> ## Documentation Index
> Fetch the complete documentation index at: https://hubify.com/docs/llms.txt
> Use this file to discover all available pages before exploring further.

# Experiment Runner

> Execute research experiments on GPU pods with automatic logging, checkpointing, QC gates, and reproducibility tracking.

# Experiment Runner

The Experiment Runner is the execution engine of Hubify Labs.
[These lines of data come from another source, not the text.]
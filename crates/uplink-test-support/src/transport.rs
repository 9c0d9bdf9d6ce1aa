//! Recording message transport with scripted failures.

use std::collections::{HashMap, HashSet, VecDeque};
use std::path::{Path, PathBuf};
use std::sync::atomic::{AtomicI64, AtomicUsize, Ordering};
use std::sync::{Arc, Mutex, MutexGuard, PoisonError};
use std::time::Duration;

use async_trait::async_trait;
use uplink_core::{
    AudioUpload, ChatRef, CopyRequest, DeliveredMedia, DocumentUpload, InputMedia, MediaKind,
    MessageRef, MessageTransport, PhotoUpload, ReplyMarkup, SentMessage, TransportError,
    TransportResult, UploadCommon, VideoUpload,
};

/// Transport operation a failure can be scripted for.
#[derive(Debug, Clone, Copy, PartialEq, Eq, Hash)]
pub enum Op {
    /// `send_text`.
    Text,
    /// `send_document`.
    Document,
    /// `send_video`.
    Video,
    /// `send_audio`.
    Audio,
    /// `send_photo`.
    Photo,
    /// `send_media_group`.
    MediaGroup,
    /// `copy_message`.
    Copy,
    /// `copy_media_group`.
    CopyGroup,
}

/// Failure returned by a scripted call.
#[derive(Debug, Clone, Copy, PartialEq, Eq)]
pub enum Failure {
    /// Rate limit with the given wait.
    FloodWait(Duration),
    /// Malformed media rejection.
    Malformed,
    /// Unknown peer.
    PeerInvalid,
    /// Generic failure.
    Failed,
}

impl Failure {
    fn into_error(self, op: Op) -> TransportError {
        match self {
            Self::FloodWait(wait) => TransportError::FloodWait { wait },
            Self::Malformed => TransportError::MalformedMedia {
                detail: format!("{op:?} rejected"),
            },
            Self::PeerInvalid => TransportError::PeerInvalid {
                peer: format!("{op:?}"),
            },
            Self::Failed => TransportError::failed("fake", std::io::Error::other("scripted failure")),
        }
    }
}

/// One file upload as seen by the transport.
#[derive(Debug, Clone, PartialEq, Eq)]
pub struct UploadCall {
    /// Method used.
    pub kind: MediaKind,
    /// Uploaded file name.
    pub file_name: String,
    /// Chat uploaded into.
    pub chat: i64,
    /// Message replied to.
    pub reply_to: i64,
    /// Caption sent.
    pub caption: String,
    /// Thumbnail passed along.
    pub thumbnail: Option<PathBuf>,
    /// Whether markup was attached.
    pub has_markup: bool,
    /// Video dimensions.
    pub dimensions: Option<(u32, u32)>,
}

/// Successful call recorded by [`FakeTransport`].
#[derive(Debug, Clone, PartialEq, Eq)]
pub enum Call {
    /// Text message.
    Text {
        /// Target chat.
        chat: i64,
        /// Body.
        text: String,
    },
    /// File upload.
    Upload(UploadCall),
    /// Grouped post.
    MediaGroup {
        /// Target chat.
        chat: i64,
        /// Message replied to.
        reply_to: i64,
        /// Number of items.
        items: usize,
    },
    /// Single copy.
    Copy {
        /// Destination chat.
        to: i64,
        /// Source message id.
        from: i64,
        /// Reply anchor in the destination.
        reply_to: Option<i64>,
        /// Whether markup was attached to the copy.
        has_markup: bool,
    },
    /// Grouped copy.
    CopyGroup {
        /// Destination chat.
        to: i64,
        /// Source message id.
        from: i64,
    },
    /// Markup edit.
    EditMarkup {
        /// Chat of the edited message.
        chat: i64,
        /// Edited message.
        id: i64,
    },
    /// Deletion.
    Delete {
        /// Chat of the deleted message.
        chat: i64,
        /// Deleted message.
        id: i64,
    },
}

type UploadHook = Arc<dyn Fn(&UploadCall) + Send + Sync>;

#[derive(Default)]
struct State {
    calls: Vec<(usize, Call)>,
    failed: Vec<(usize, Op)>,
    scripted: HashMap<(usize, Op), VecDeque<Failure>>,
    failing_chats: HashSet<i64>,
    messages: HashMap<(i64, i64), SentMessage>,
    groups: Vec<Vec<(i64, i64)>>,
}

struct Shared {
    state: Mutex<State>,
    next_id: AtomicI64,
    transports: AtomicUsize,
    hook: Mutex<Option<UploadHook>>,
}

/// In-memory [`MessageTransport`] that records every call.
///
/// Siblings created with [`FakeTransport::sibling`] share messages, ids, and
/// scripted copy failures, the way two identities share one platform.
pub struct FakeTransport {
    shared: Arc<Shared>,
    index: usize,
    stops: AtomicUsize,
}

impl Default for FakeTransport {
    fn default() -> Self {
        Self::new()
    }
}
It takes experiment definitions, provisions compute, executes code, and captures every detail for reproducibility.

## Running an Experiment

<Tabs>
  <Tab title="Web UI">
    1. Open the Captain View
    2. Click **New Experiment** (or press `Cmd+E`)
    3. Describe the experiment in natural language or fill in the structured form
    4. Select compute requirements (GPU type, estimated duration)
    5. Click **Run**

    The orchestrator will handle agent assignment and pod allocation.
  </Tab>

  <Tab title="CLI">
    ```bash theme={null}
    # Natural language
    hubify experiment run "MCMC chain with Planck 2018 + BAO, 200K samples"

    # Structured
    hubify experiment run \
      --name "planck-bao-mcmc" \
      --script run_cobaya.py \
      --config planck_bao.yaml \
      --pod h100 \
      --timeout 4h
    ```
  </Tab>

  <Tab title="API">
    ```bash theme={null}
    curl -X POST https://www.hubify.com/api/v1/labs/your-lab-slug/experiments \
      -H "Authorization: Bearer $HUBIFY_API_KEY" \
      -d '{
        "name": "planck-bao-mcmc",
        "script": "run_cobaya.py",
        "config": "planck_bao.yaml",
        "pod_type": "h100",
        "timeout": "4h"
      }'
    ```
  </Tab>
</Tabs>

## Experiment Dashboard

Each running experiment has a detail view showing:

* **Live Logs**, Streaming stdout/stderr from the pod
* **Metrics**, Custom metrics emitted by your script (loss, convergence, sample count)
* **Figures**, Plots generated during execution, updated in real time
* **Resource Usage**, GPU utilization, memory, disk I/O
* **Checkpoints**, Saved intermediate states you can resume from
* **Cost**, Running cost in USD

## Checkpointing

Experiments automatically checkpoint at configurable intervals:

```yaml theme={null}
# In your experiment config
checkpoint:
  interval: 30m    # Save state every 30 minutes
  keep_last: 5     # Keep the 5 most recent checkpoints
  path: /workspace/checkpoints/
```

If a pod crashes or an experiment is interrupted, you can resume from the last checkpoint:

```bash theme={null}
hubify experiment resume EXP-054 --from-checkpoint latest
```

## QC Gates

Every experiment passes through a quality control gate before results are accepted:

| Check               | Description                              | Threshold       |
| ------------------- | ---------------------------------------- | --------------- |
| **Completeness**    | All expected output files exist          | 100%            |
| **Convergence**     | R-hat statistic for MCMC chains          | \< 1.05         |
| **Error Bounds**    | Statistical uncertainties are reasonable | Domain-specific |
| **Reproducibility** | Config + data + code are frozen          | All locked      |
| **Review**          | Cross-model verification of results      | Pass            |

If a QC gate fails, the experiment is flagged and the orchestrator decides whether to:

* Rerun with more samples
* Adjust parameters and retry
* Escalate to you for a decision

## Chaining

Experiments can be chained so outputs flow into inputs:

```bash theme={null}
hubify experiment run --chain chain.yaml
```

```yaml theme={null}
# chain.yaml
steps:
  - name: preprocess
    script: preprocess.py
    pod: cpu
  - name: mcmc
    script: run_mcmc.py
    pod: h200
    depends_on: preprocess
  - name: analysis
    script: analyze.py
    pod: cpu
    depends_on: mcmc
```

## Batch Experiments

Run parameter sweeps or multi-configuration experiments:

```bash theme={null}
hubify experiment batch \
  --script train.py \
  --sweep '{"learning_rate": [0.001, 0.01, 0.1], "batch_size": [32, 64]}' \
  --pod h100
```

This creates 6 experiments (3 x 2) and runs them in parallel if pods are available.

## Reproducibility Record

Every experiment captures:

* Git SHA of the codebase
* Full dependency list (`pip freeze`)
* Config files (YAML/JSON, checksummed)
* Input data SHA-256 hashes
* Random seeds
* Pod hardware specs
* Start/end timestamps

This record is immutable and attached to the experiment forever.